The contents of the PMK ID list vary depending on the vendor. The table below shows what some popular wireless clients send and how they respond when the AP sends them a PMK ID they did not request:

Types of PMK ID lists from clients

Enabling or disabling proactive mode based on clients

Windows clients use the MAC address of the new access point to create a new PMK ID.

For Windows clients, you can either enable or disable this feature, although the best practice recommendation is to disable it. These clients will be able to roam, but they disregard the PMK ID that the AP sends them and insist on performing the full 802.1X authentication process again.

Juniper Odyssey clients send the new access point an empty PMK ID list.

For Odyssey clients, select the check box to enable this feature.

However, to interoperate with the Juniper Universal Access Control (UAC) Infranet controller, clear the check box to disable it.When this feature is disabled and a client associates or reassociates with an AP and sends it an empty PMK ID list, then the AP allows the client to perform the full 802.1X authentication procedure. This behavior supports interoperability with the Juniper UAC architecture, which requires clients to reauthenticate with the Juniper Infranet controller to obtain new VLAN or user profile information based on the health of the client.

VeriWave clients behave differently depending on whether deauthentication or disassociation packets are sent before roaming. If no such packets are sent, VeriWave clients use the MAC address of the new access point to create a new PMK ID. If deauthentication or disassociation packets are sent, then they send an empty PMK ID list to the new access point.

For VeriWave clients, you can either enable or disable this feature, although the best-practice is to disable it. (See the behavior of Windows clients described above.)

Some MacBook clients send the new access point an empty PMK ID list, and others send a list of previously generated PMK IDs.

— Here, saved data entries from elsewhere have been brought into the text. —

//! In-process `QuizStore` for tests and database-less local runs
//!
//! Ids are assigned from 1 upward per table, like `SERIAL` columns.

use std::collections::BTreeMap;
use std::sync::Arc;

use async_trait::async_trait;
use tokio::sync::RwLock;

use super::{DbError, QuizStore};
use crate::models::{Choice, NewQuestion, Question};

#[derive(Debug, Default)]
struct Tables {
    questions: BTreeMap<i32, Question>,
    choices: Vec<Choice>,
    last_question_id: i32,
    last_choice_id: i32,
}

/// Quiz store held in memory behind a shared lock
#[derive(Clone, Default)]
pub struct MemoryStore {
    tables: Arc<RwLock<Tables>>,
}

impl MemoryStore {
    pub fn new() -> Self {
        Self::default()
    }
}

#[async_trait]
impl QuizStore for MemoryStore {
    async fn create_question(&self, question: NewQuestion) -> Result<Question, DbError> {
        // Single write lock: readers never observe a question without its choices
        let mut tables = self.tables.write().await;

        tables.last_question_id += 1;
        let id = tables.last_question_id;
        let created = Question {
            id,
            question_text: question.text.as_str().to_owned(),
        };
        tables.questions.insert(id, created.clone());

        for choice in &question.choices {
            tables.last_choice_id += 1;
            let choice_id = tables.last_choice_id;
            tables.choices.push(Choice {
                id: choice_id,
                choice_text: choice.text.as_str().to_owned(),
                is_correct: choice.is_correct,
                question_id: id,
            });
        }

        tracing::info!(question_id = id, choices = question.choices.len(), "question created");
        Ok(created)
    }

    async fn question(&self, id: i32) -> Result<Question, DbError> {
        self.tables
            .read()
            .await
            .questions
            .get(&id)
            .cloned()
            .ok_or_else(|| DbError::NotFound {
                resource: "question",
                id: id.to_string(),
            })
    }

    async fn choices(&self, question_id: i32) -> Result<Vec<Choice>, DbError> {
        let tables = self.tables.read().await;
        Ok(tables
            .choices
            .iter()
            .filter(|c| c.question_id == question_id)
            .cloned()
            .collect())
    }

    async fn ping(&self) -> Result<(), DbError> {
        Ok(())
    }
}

For MacBook clients, disable this option. The presence of an unsolicited PMK ID in the association response disrupts their association process, stopping them from forming an association with the new AP.

To support other wireless clients, enable or disable this feature as appropriate based on how they respond to unsolicited PMK IDs that access points send them.

Note

Note

Disabling the proactive PMK ID response does not disable support for fast roaming. It only stops APs from proactively including cached PMK IDs in their responses to clients that do not include them in their reassociation requests.

When you have completed your changes, select Save.